At one point it clicked. I realized that it wasn’t that I didn’t want to go to a restaurant, but rather that it was the crises that kept me from going. That’s the whole nuance. I wanted to be able to tell myself that I wasn’t going to restaurants by choice and not because of anxiety attacks.

Meet the right professional to support us

The first step was the psychiatrist, but I admit that I didn’t really believe in it. He recommended exercises to me but I didn’t do them, I wasn’t very focused. In fact, there was no feeling between him and me. After that, I turned to a hypnotist, which did me a lot of good. However, I didn’t really feel like it suited me.

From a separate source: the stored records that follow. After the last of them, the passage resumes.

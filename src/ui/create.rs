/// Create page: product info, content generation and the post preview
use iced::widget::{
    button, column, container, horizontal_space, pick_list, row, text, text_editor, text_input,
    Column, Row,
};
use iced::{Alignment, Element, Length};

use super::{chip, format_price};
use crate::state::data::Category;
use crate::state::post::{ContentKind, DraftError, PostDraft, PostPreview};
use crate::{DraftTab, Message};

/// Everything the Create page renders from
pub struct CreateView<'a> {
    pub draft: &'a PostDraft,
    pub tab: DraftTab,
    pub image_input: &'a str,
    pub content: &'a text_editor::Content,
    pub error: Option<&'a DraftError>,
    pub preview: Option<(&'a PostPreview, &'a str)>,
}

pub fn view(page: CreateView<'_>) -> Element<'_, Message> {
    let tabs = row![
        button(text("🏺 Product Info"))
            .padding([10, 20])
            .style(chip(page.tab == DraftTab::Product))
            .on_press(Message::DraftTabSelected(DraftTab::Product)),
        button(text("✍️ Create Content"))
            .padding([10, 20])
            .style(chip(page.tab == DraftTab::Content))
            .on_press(Message::DraftTabSelected(DraftTab::Content)),
    ]
    .spacing(8);

    let body = match page.tab {
        DraftTab::Product => product_tab(page.draft, page.image_input),
        DraftTab::Content => content_tab(page.draft, page.content),
    };

    let mut form = column![tabs, body].spacing(20);
    if let Some(error) = page.error {
        form = form.push(text(error.to_string()).style(text::danger));
    }

    let preview = match page.preview {
        Some((preview, stamp)) => preview_card(preview, stamp),
        None => container(text("Fill in your product details and preview your post here"))
            .padding(24)
            .width(Length::Fill)
            .style(container::rounded_box)
            .into(),
    };

    column![
        column![
            text("Share Your Art").size(40),
            text("Showcase your traditional crafts and connect with art lovers worldwide").size(18),
        ]
        .spacing(8)
        .align_x(Alignment::Center)
        .width(Length::Fill),
        row![
            container(form)
                .padding(24)
                .width(Length::FillPortion(1))
                .style(container::rounded_box),
            container(preview).width(Length::FillPortion(1)),
        ]
        .spacing(24),
    ]
    .spacing(24)
    .into()
}

fn product_tab<'a>(draft: &'a PostDraft, image_input: &'a str) -> Element<'a, Message> {
    let attached: Vec<Element<'a, Message>> = draft
        .images
        .iter()
        .enumerate()
        .map(|(index, image)| {
            row![
                text(image.as_str()).size(14),
                horizontal_space(),
                button(text("×"))
                    .style(button::danger)
                    .on_press(Message::RemoveImage(index)),
            ]
            .align_y(Alignment::Center)
            .into()
        })
        .collect();
    let images = Column::with_children(attached).spacing(6);

    column![
        text("Product Name *").size(14),
        text_input("Enter your artwork name", &draft.product_name)
            .on_input(Message::ProductNameChanged),
        text("Category *").size(14),
        pick_list(Category::ALL, draft.category, Message::DraftCategorySelected)
            .placeholder("Select a category"),
        text("Description *").size(14),
        text_input(
            "Describe your artwork, techniques used, inspiration...",
            &draft.description,
        )
        .on_input(Message::DescriptionChanged),
        text("Price ($)").size(14),
        text_input("Enter price (optional)", &draft.price).on_input(Message::PriceChanged),
        text("Product Images").size(14),
        row![
            text_input("Path or URL of an image", image_input)
                .on_input(Message::ImageInputChanged)
                .on_submit(Message::AddImage),
            button("Add").on_press(Message::AddImage),
        ]
        .spacing(8),
        images,
        button("Next: Create Content →")
            .padding([12, 24])
            .width(Length::Fill)
            .style(button::primary)
            .on_press(Message::DraftTabSelected(DraftTab::Content)),
    ]
    .spacing(10)
    .into()
}

fn content_tab<'a>(draft: &'a PostDraft, content: &'a text_editor::Content) -> Element<'a, Message> {
    let kind_buttons: Vec<Element<'a, Message>> = ContentKind::ALL
        .into_iter()
        .map(|kind| {
            button(column![text(kind.to_string()).size(16), text(kind.blurb()).size(12)].spacing(4))
                .padding(12)
                .width(Length::Fill)
                .style(chip(draft.kind == kind))
                .on_press(Message::ContentKindSelected(kind))
                .into()
        })
        .collect();
    let kinds = Row::with_children(kind_buttons).spacing(8);

    column![
        text("Choose Content Type").size(14),
        kinds,
        button("✨ Generate AI Content")
            .padding([12, 24])
            .width(Length::Fill)
            .style(button::primary)
            .on_press_maybe(draft.can_generate().then_some(Message::GenerateContent)),
        text("Content").size(14),
        text_editor(content)
            .placeholder("Your generated content will appear here, or write your own...")
            .on_action(Message::ContentEdited)
            .height(Length::Fixed(280.0)),
        row![
            button("← Back to Product")
                .style(button::secondary)
                .on_press(Message::DraftTabSelected(DraftTab::Product)),
            horizontal_space(),
            button("Preview & Post")
                .style(button::primary)
                .on_press(Message::PreviewPost),
        ],
    ]
    .spacing(12)
    .into()
}

fn preview_card<'a>(preview: &'a PostPreview, stamp: &'a str) -> Element<'a, Message> {
    let mut card = column![
        row![
            text(preview.category.name()).size(13),
            horizontal_space(),
            text(stamp).size(13),
        ],
        text(preview.product_name.as_str()).size(24),
    ]
    .spacing(12);

    if let Some(cover) = &preview.cover {
        let label = match preview.image_count {
            1 => format!("🖼 {}", cover),
            n => format!("🖼 {} (+{} more)", cover, n - 1),
        };
        card = card.push(text(label).size(14));
    }

    card = card.push(text(preview.content.as_str()));

    if let Some(price) = preview.price {
        card = card.push(text(format_price(price)).size(22));
    }

    card = card.push(
        button("🚀 Publish Post")
            .padding([12, 24])
            .width(Length::Fill)
            .style(button::success)
            .on_press(Message::PublishPost),
    );

    container(card)
        .padding(24)
        .width(Length::Fill)
        .style(container::rounded_box)
        .into()
}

I then heard about EMDR therapy (Eye Movement Desensitization and Reprocessing: a technique based on eye movements effective in the treatment of post-traumatic stress disorder and phobias). I wanted to try it and I actually found a psychologist with whom I feel good. This is what makes all the difference in therapy.

Finding the path to healing

Once you find a therapist who suits you, it’s not magic and one session is far from enough for the anxiety attacks to disappear.

So we first tried to deal with events from my childhood. I also realized that I couldn’t manage my emotions. For example, I never cried or I was too attached and emotionally dependent on men. Since the therapist explained my emotions to me, I am starting to frame them, take a step back and see them in a better way. I think it was from that moment that I really turned to the path of healing.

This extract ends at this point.